→ WHAT NEEDS TO BE DONE
From the records below, find each line with the string "derive" and copy it.

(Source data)
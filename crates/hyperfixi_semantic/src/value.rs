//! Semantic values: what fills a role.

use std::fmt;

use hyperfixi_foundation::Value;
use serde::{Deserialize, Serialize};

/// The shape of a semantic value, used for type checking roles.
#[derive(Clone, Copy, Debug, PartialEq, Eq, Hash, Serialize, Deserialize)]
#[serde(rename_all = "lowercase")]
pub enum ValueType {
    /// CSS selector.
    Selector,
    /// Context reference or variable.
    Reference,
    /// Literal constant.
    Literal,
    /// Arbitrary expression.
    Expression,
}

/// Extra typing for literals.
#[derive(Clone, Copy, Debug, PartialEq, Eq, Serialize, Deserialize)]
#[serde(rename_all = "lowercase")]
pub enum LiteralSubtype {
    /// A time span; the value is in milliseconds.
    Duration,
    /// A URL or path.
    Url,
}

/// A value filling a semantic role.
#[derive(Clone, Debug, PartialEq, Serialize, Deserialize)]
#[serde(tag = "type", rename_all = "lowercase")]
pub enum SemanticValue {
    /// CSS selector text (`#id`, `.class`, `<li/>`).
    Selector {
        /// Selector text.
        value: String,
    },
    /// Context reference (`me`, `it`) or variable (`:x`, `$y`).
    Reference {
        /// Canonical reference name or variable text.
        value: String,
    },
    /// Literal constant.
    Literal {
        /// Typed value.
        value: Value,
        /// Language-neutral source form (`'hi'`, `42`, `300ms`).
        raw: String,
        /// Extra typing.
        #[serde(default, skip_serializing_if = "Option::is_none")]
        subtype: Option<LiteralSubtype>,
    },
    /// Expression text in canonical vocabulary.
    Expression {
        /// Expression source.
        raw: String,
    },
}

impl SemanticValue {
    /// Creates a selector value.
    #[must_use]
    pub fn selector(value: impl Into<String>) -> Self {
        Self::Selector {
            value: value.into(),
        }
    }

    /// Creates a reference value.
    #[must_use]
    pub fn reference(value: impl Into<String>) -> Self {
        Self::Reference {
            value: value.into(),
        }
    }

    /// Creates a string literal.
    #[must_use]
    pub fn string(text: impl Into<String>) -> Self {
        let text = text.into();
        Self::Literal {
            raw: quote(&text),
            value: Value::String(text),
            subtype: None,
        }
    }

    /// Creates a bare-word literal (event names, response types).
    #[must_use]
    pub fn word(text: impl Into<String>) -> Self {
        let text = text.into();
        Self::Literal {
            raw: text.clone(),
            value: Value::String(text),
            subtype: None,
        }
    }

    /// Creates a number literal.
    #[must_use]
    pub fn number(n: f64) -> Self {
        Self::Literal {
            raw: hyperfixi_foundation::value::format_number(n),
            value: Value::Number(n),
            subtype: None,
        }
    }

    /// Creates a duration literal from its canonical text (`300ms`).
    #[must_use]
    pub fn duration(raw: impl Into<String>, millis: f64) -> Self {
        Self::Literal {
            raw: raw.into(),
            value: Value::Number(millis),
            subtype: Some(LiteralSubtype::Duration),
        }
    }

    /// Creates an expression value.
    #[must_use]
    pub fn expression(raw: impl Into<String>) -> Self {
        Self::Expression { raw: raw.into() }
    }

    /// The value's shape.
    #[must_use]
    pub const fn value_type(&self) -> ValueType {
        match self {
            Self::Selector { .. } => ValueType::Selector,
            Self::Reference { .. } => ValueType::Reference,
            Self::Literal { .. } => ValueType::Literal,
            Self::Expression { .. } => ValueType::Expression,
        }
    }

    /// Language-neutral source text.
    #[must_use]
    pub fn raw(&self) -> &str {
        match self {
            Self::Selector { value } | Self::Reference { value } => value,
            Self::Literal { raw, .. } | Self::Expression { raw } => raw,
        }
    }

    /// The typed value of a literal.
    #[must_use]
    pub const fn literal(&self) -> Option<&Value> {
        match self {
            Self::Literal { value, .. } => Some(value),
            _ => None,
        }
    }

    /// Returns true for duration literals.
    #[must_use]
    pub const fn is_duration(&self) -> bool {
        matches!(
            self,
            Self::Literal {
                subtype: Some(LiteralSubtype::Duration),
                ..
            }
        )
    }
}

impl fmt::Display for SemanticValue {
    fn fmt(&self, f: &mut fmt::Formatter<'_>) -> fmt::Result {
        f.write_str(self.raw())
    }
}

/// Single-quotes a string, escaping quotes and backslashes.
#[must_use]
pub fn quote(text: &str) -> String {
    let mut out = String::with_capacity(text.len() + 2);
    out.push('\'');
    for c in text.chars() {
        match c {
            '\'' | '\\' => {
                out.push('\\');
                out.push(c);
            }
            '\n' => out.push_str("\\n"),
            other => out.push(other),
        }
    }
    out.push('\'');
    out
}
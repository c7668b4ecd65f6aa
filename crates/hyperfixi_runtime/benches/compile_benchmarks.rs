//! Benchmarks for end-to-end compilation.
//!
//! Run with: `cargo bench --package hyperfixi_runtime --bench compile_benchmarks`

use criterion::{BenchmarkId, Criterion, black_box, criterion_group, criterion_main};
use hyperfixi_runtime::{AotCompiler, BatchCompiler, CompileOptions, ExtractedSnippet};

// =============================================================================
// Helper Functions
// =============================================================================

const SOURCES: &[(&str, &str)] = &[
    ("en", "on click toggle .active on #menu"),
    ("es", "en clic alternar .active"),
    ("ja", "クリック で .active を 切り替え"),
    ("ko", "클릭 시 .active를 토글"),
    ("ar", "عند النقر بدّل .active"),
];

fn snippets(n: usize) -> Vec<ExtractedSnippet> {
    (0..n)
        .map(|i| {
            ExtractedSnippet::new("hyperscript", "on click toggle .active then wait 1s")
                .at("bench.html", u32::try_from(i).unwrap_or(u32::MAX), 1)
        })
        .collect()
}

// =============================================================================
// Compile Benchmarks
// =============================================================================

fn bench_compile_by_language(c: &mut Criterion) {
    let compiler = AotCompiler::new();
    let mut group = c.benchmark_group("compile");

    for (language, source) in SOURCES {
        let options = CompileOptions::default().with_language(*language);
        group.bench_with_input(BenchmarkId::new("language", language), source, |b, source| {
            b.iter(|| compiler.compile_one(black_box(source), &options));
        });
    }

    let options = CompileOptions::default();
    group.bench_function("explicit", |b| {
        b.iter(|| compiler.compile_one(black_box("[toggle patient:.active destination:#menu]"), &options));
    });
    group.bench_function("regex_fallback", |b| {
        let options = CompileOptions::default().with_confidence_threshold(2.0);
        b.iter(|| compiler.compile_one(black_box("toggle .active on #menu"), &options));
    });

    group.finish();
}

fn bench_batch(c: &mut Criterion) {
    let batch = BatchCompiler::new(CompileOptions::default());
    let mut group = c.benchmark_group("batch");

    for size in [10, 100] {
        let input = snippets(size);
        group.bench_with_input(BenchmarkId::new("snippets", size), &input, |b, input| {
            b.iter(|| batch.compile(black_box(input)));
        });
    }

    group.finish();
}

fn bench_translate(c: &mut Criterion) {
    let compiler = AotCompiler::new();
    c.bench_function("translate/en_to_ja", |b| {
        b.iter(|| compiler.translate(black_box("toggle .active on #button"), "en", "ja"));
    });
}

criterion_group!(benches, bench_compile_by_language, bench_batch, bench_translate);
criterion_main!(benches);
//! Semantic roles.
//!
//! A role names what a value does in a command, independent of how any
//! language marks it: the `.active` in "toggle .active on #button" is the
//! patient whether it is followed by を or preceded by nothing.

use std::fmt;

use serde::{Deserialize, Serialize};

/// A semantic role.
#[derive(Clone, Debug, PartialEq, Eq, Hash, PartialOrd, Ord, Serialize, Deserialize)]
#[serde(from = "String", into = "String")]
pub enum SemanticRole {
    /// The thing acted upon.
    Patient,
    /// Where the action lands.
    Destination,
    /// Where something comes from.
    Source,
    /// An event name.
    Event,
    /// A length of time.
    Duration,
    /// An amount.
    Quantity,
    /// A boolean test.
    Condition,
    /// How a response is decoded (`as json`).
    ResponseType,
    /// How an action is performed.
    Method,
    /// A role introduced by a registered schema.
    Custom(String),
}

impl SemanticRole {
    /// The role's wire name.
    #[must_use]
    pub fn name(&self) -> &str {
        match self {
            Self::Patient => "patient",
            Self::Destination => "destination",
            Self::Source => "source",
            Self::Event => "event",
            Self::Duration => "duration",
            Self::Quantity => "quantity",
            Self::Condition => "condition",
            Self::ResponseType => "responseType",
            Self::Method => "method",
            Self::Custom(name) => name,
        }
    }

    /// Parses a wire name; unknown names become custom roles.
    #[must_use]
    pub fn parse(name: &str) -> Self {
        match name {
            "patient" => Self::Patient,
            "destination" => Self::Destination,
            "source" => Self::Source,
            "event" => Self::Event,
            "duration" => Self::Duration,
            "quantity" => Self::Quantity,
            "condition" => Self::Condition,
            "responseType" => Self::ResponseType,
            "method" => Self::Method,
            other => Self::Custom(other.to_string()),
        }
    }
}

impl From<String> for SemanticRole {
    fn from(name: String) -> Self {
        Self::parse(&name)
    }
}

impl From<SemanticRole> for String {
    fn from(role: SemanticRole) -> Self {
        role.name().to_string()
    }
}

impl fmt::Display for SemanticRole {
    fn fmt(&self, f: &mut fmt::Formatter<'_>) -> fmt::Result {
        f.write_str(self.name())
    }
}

* * *

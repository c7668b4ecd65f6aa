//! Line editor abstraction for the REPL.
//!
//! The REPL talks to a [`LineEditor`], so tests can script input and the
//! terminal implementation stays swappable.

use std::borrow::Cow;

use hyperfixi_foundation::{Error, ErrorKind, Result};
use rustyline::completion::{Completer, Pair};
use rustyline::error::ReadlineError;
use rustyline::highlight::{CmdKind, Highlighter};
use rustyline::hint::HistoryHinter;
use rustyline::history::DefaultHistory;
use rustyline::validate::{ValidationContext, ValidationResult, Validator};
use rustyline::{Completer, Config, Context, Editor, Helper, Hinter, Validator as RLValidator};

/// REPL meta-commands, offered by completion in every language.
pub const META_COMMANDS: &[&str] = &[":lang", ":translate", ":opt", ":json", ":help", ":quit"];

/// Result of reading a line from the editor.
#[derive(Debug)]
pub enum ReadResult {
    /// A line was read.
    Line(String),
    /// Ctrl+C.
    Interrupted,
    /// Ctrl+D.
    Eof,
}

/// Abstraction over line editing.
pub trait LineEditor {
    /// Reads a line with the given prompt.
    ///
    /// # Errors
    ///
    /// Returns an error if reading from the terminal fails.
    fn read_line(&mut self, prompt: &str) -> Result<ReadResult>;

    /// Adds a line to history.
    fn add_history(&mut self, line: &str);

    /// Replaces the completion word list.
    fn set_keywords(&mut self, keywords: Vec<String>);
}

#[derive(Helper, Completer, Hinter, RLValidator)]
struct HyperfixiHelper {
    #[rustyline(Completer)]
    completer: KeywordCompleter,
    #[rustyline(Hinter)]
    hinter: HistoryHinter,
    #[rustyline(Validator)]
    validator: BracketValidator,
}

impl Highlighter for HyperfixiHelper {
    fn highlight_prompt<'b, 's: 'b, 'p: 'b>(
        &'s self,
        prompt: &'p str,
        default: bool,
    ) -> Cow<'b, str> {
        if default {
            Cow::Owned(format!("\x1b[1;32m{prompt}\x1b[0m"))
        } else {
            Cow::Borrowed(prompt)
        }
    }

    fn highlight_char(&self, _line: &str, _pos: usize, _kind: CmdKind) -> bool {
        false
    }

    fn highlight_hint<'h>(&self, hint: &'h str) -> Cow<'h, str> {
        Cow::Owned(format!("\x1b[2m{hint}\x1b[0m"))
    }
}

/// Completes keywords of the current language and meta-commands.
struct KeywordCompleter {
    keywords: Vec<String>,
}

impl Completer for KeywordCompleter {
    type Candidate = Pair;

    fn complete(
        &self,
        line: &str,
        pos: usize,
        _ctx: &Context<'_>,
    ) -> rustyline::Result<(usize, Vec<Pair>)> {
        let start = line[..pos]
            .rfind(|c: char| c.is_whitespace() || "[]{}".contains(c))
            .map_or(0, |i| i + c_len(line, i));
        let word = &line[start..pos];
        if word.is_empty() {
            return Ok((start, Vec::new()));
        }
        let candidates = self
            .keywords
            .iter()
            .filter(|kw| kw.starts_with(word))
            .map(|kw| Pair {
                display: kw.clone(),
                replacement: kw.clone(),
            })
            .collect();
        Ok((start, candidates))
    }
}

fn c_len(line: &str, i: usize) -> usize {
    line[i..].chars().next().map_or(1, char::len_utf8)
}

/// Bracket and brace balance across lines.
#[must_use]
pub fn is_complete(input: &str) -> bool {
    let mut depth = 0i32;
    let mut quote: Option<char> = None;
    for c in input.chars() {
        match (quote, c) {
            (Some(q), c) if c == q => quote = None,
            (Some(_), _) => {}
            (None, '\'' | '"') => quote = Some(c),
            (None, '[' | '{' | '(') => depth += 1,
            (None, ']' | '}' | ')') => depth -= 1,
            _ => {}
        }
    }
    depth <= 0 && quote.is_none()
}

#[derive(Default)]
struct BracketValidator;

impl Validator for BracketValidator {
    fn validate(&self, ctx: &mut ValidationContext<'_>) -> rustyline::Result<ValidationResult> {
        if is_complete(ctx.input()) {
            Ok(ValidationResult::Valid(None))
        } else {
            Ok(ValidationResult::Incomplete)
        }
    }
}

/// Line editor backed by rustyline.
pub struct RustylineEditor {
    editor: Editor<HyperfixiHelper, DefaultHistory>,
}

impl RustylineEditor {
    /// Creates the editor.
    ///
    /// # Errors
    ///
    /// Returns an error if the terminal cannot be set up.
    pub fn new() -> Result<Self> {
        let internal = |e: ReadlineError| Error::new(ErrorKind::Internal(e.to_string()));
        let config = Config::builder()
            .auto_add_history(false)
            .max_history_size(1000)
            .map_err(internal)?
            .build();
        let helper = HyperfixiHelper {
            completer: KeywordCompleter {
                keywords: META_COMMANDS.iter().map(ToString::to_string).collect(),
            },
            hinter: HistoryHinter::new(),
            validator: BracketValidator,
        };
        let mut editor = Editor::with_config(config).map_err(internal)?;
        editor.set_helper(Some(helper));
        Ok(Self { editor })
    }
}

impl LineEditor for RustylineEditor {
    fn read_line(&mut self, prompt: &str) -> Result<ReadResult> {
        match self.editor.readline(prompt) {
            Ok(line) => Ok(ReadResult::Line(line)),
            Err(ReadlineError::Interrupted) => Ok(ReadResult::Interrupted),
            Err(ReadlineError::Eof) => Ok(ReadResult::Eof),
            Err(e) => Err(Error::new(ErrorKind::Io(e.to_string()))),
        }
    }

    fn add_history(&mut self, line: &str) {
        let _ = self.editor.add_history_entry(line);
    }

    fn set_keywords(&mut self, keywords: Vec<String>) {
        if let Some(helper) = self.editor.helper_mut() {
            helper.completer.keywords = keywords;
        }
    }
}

→ ANSWER TO THE EXERCISE
#[derive(Clone, Copy, Debug, PartialEq, Eq, Hash, Serialize, Deserialize)]
#[derive(Clone, Copy, Debug, PartialEq, Eq, Serialize, Deserialize)]
#[derive(Clone, Debug, PartialEq, Serialize, Deserialize)]
#[derive(Clone, Debug, PartialEq, Eq, Hash, PartialOrd, Ord, Serialize, Deserialize)]
#[derive(Debug)]
#[derive(Helper, Completer, Hinter, RLValidator)]
#[derive(Default)]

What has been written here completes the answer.